The friendly face Christie shows to business isn't in evidence in his confrontations with the New Jersey Education Assn. and other public-employee unions. His method is divide and conquer. On pensions he formed an alliance with Democrat Stephen M. Sweeney, the state senate president and treasurer of an Ironworkers union local in South Jersey. (It was Sweeney who began pushing pension reform in 2006.) Christie has also exploited regional divisions between Democrats in the legislature.
Party discipline is much tighter among the Republicans in Trenton and tighter still in the Christie administration. Some 24 of his appointees worked under him in the U.S. Attorney's office, including his attorney general, his chief counsel, his press secretary, and the head of the school development authority.
Being a Republican in a state with a Democratic legislature is not the handicap it might seem. While Corzine and other Democratic governors felt they needed to accommodate the wishes of the powerful county Democratic leaders to keep peace within the party, Christie feels no such compunction, says Ross Baker, a Rutgers University political scientist. "He just doesn't give a damn," says Baker. "One should never underestimate the value of fortitude in a politician. Chris Christie's got fortitude in abundance."

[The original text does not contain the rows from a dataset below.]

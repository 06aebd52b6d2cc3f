use async_trait::async_trait;
use sqlx::PgPool;
use tracing::instrument;

use eduzone_models::{ActiveLoan, Book, BookChanges, NewBook};

use crate::error::StoreError;
use crate::repositories::BookRepository;

pub struct PgBookRepository {
    pool: PgPool,
}

impl PgBookRepository {
    pub fn new(pool: PgPool) -> Self {
        Self { pool }
    }
}

#[async_trait]
impl BookRepository for PgBookRepository {
    #[instrument(skip(self), fields(db.operation = "SELECT", db.table = "books"))]
    async fn list(&self) -> Result<Vec<Book>, StoreError> {
        let books = sqlx::query_as::<_, Book>("SELECT * FROM books ORDER BY title ASC, id ASC")
            .fetch_all(&self.pool)
            .await?;
        Ok(books)
    }

    #[instrument(skip(self), fields(db.operation = "SELECT", db.table = "books"))]
    async fn find_by_id(&self, id: i64) -> Result<Option<Book>, StoreError> {
        let book = sqlx::query_as::<_, Book>("SELECT * FROM books WHERE id = $1")
            .bind(id)
            .fetch_optional(&self.pool)
            .await?;
        Ok(book)
    }

    #[instrument(skip(self, book), fields(db.operation = "INSERT", db.table = "books"))]
    async fn create(&self, book: NewBook) -> Result<Book, StoreError> {
        let created = sqlx::query_as::<_, Book>(
            "INSERT INTO books (title, author, isbn, category, quantity, available)
             VALUES ($1, $2, $3, $4, $5, $5)
             RETURNING *",
        )
        .bind(&book.title)
        .bind(&book.author)
        .bind(&book.isbn)
        .bind(&book.category)
        .bind(book.quantity)
        .fetch_one(&self.pool)
        .await?;
        Ok(created)
    }

    #[instrument(skip(self, changes), fields(db.operation = "UPDATE", db.table = "books"))]
    async fn update(&self, id: i64, changes: BookChanges) -> Result<Option<Book>, StoreError> {
        // Without an explicit value the checked-out count (quantity - available) is kept
        let updated = sqlx::query_as::<_, Book>(
            "UPDATE books
             SET title = $2, author = $3, isbn = $4, category = $5,
                 available = COALESCE($7, GREATEST(0, LEAST($6, available + ($6 - quantity)))),
                 quantity = $6
             WHERE id = $1
             RETURNING *",
        )
        .bind(id)
        .bind(&changes.title)
        .bind(&changes.author)
        .bind(&changes.isbn)
        .bind(&changes.category)
        .bind(changes.quantity)
        .bind(changes.available)
        .fetch_optional(&self.pool)
        .await?;
        Ok(updated)
    }

    #[instrument(skip(self), fields(db.operation = "DELETE", db.table = "books"))]
    async fn delete(&self, id: i64) -> Result<bool, StoreError> {
        let result = sqlx::query("DELETE FROM books WHERE id = $1")
            .bind(id)
            .execute(&self.pool)
            .await?;
        Ok(result.rows_affected() > 0)
    }

    #[instrument(skip(self), fields(db.operation = "UPDATE", db.table = "books"))]
    async fn checkout(&self, id: i64, user_id: i64) -> Result<Option<Book>, StoreError> {
        let mut tx = self.pool.begin().await?;

        let book = sqlx::query_as::<_, Book>(
            "UPDATE books SET available = available - 1
             WHERE id = $1 AND available > 0
             RETURNING *",
        )
        .bind(id)
        .fetch_optional(&mut *tx)
        .await?;

        if book.is_some() {
            sqlx::query("INSERT INTO loans (user_id, book_id) VALUES ($1, $2)")
                .bind(user_id)
                .bind(id)
                .execute(&mut *tx)
                .await?;
        }

        tx.commit().await?;
        Ok(book)
    }

    #[instrument(skip(self), fields(db.operation = "UPDATE", db.table = "books"))]
    async fn return_copy(&self, id: i64, user_id: i64) -> Result<Option<Book>, StoreError> {
        let mut tx = self.pool.begin().await?;

        let closed = sqlx::query_scalar::<_, i64>(
            "UPDATE loans SET returned_at = NOW()
             WHERE returned_at IS NULL AND id = (
                 SELECT id FROM loans
                 WHERE book_id = $1 AND user_id = $2 AND returned_at IS NULL
                 ORDER BY loaned_at ASC, id ASC
                 LIMIT 1
                 FOR UPDATE
             )
             RETURNING id",
        )
        .bind(id)
        .bind(user_id)
        .fetch_optional(&mut *tx)
        .await?;

        if closed.is_none() {
            tx.rollback().await?;
            return Ok(None);
        }

        let book = sqlx::query_as::<_, Book>(
            "UPDATE books SET available = available + 1
             WHERE id = $1 AND available < quantity
             RETURNING *",
        )
        .bind(id)
        .fetch_optional(&mut *tx)
        .await?;

        // The loan stays open unless the copy actually went back
        if book.is_none() {
            tx.rollback().await?;
            return Ok(None);
        }

        tx.commit().await?;
        Ok(book)
    }

    #[instrument(skip(self), fields(db.operation = "SELECT", db.table = "loans"))]
    async fn has_open_loan(&self, id: i64, user_id: i64) -> Result<bool, StoreError> {
        let open = sqlx::query_scalar::<_, bool>(
            "SELECT EXISTS(
                 SELECT 1 FROM loans
                 WHERE book_id = $1 AND user_id = $2 AND returned_at IS NULL
             )",
        )
        .bind(id)
        .bind(user_id)
        .fetch_one(&self.pool)
        .await?;
        Ok(open)
    }

    #[instrument(skip(self), fields(db.operation = "SELECT", db.table = "loans"))]
    async fn list_open_loans(&self, user_id: i64) -> Result<Vec<ActiveLoan>, StoreError> {
        let loans = sqlx::query_as::<_, ActiveLoan>(
            "SELECT l.id, l.book_id, b.title, b.author, l.loaned_at
             FROM loans l
             JOIN books b ON b.id = l.book_id
             WHERE l.user_id = $1 AND l.returned_at IS NULL
             ORDER BY l.loaned_at ASC, l.id ASC",
        )
        .bind(user_id)
        .fetch_all(&self.pool)
        .await?;
        Ok(loans)
    }
}

#[cfg(test)]
mod tests {
    use super::*;

    fn new_book(quantity: i32) -> NewBook {
        NewBook {
            title: "The Hobbit".to_string(),
            author: "J.R.R. Tolkien".to_string(),
            isbn: Some("9780547928227".to_string()),
            category: "Fantasy".to_string(),
            quantity,
        }
    }

    #[sqlx::test(migrations = "../../migrations")]
    #[ignore = "requires a PostgreSQL database (DATABASE_URL)"]
    async fn test_checkout_stops_at_zero(pool: PgPool) {
        let repo = PgBookRepository::new(pool);
        let book = repo.create(new_book(1)).await.unwrap();

        let after = repo.checkout(book.id, 1).await.unwrap().unwrap();
        assert_eq!(after.available, 0);
        assert!(repo.checkout(book.id, 2).await.unwrap().is_none());

        let back = repo.return_copy(book.id, 1).await.unwrap().unwrap();
        assert_eq!(back.available, 1);
        assert!(repo.return_copy(book.id, 1).await.unwrap().is_none());
    }

    #[sqlx::test(migrations = "../../migrations")]
    #[ignore = "requires a PostgreSQL database (DATABASE_URL)"]
    async fn test_return_requires_an_open_loan(pool: PgPool) {
        let repo = PgBookRepository::new(pool);
        let book = repo.create(new_book(2)).await.unwrap();
        repo.checkout(book.id, 1).await.unwrap().unwrap();

        assert!(repo.return_copy(book.id, 2).await.unwrap().is_none());
        assert!(!repo.has_open_loan(book.id, 2).await.unwrap());
        assert_eq!(repo.find_by_id(book.id).await.unwrap().unwrap().available, 1);

        let loans = repo.list_open_loans(1).await.unwrap();
        assert_eq!(loans.len(), 1);
        assert_eq!(loans[0].title, "The Hobbit");

        repo.return_copy(book.id, 1).await.unwrap().unwrap();
        assert!(repo.list_open_loans(1).await.unwrap().is_empty());
    }

    #[sqlx::test(migrations = "../../migrations")]
    #[ignore = "requires a PostgreSQL database (DATABASE_URL)"]
    async fn test_concurrent_checkouts_never_oversell(pool: PgPool) {
        let repo = std::sync::Arc::new(PgBookRepository::new(pool));
        let book = repo.create(new_book(3)).await.unwrap();

        let mut handles = Vec::new();
        for _ in 0..10 {
            let repo = repo.clone();
            handles.push(tokio::spawn(async move { repo.checkout(book.id, 1).await }));
        }

        let mut succeeded = 0;
        for handle in handles {
            if handle.await.unwrap().unwrap().is_some() {
                succeeded += 1;
            }
        }

        assert_eq!(succeeded, 3);
        let stored = repo.find_by_id(book.id).await.unwrap().unwrap();
        assert_eq!(stored.available, 0);
    }

    #[sqlx::test(migrations = "../../migrations")]
    #[ignore = "requires a PostgreSQL database (DATABASE_URL)"]
    async fn test_update_preserves_checked_out_copies(pool: PgPool) {
        let repo = PgBookRepository::new(pool);
        let book = repo.create(new_book(5)).await.unwrap();
        repo.checkout(book.id, 1).await.unwrap();
        repo.checkout(book.id, 2).await.unwrap();

        let changes = BookChanges {
            title: book.title.clone(),
            author: book.author.clone(),
            isbn: book.isbn.clone(),
            category: book.category.clone(),
            quantity: 8,
            available: None,
        };
        let updated = repo.update(book.id, changes).await.unwrap().unwrap();
        assert_eq!(updated.quantity, 8);
        assert_eq!(updated.available, 6);
    }
}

The rap on Christie from his sometime-ally Sweeney and others is that he can be gratuitously confrontational. His riffs go over big on YouTube (GOOG) but not in Trenton. State Senator Buono accuses Christie of "scapegoating and demeaning anyone who disagrees with him. That drowns out thoughtful, honest discussion and debate about the issues. All it really does is further undermine the public's confidence in its government."
The senate and assembly haven't fought back hard because their standing with the public is lower than his. They might discover some backbone if the people of New Jersey—like, say, the people of Greece—start chafing under austerity. The state Civil Service Commission says 132 local governments have filed applications since January seeking to fire as many as 2,674 workers. In Newark, Democratic Mayor Cory Booker closed city pools in August and put nonemergency workers on 19 days of furlough. "We're going to stop buying everything from toilet paper to printer paper," Booker said. "Call me Mr. Scrooge, if you want, but there'll be no Christmas decorations around the city."
No Christmas decorations! That's just the type of thing that has wrecked the careers of previous governors who went to Trenton with the best of intentions. Then again, New Jersey's financial situation is more dire now, and people know it. The time may be right for Jersey's new action hero to kick down a few doors.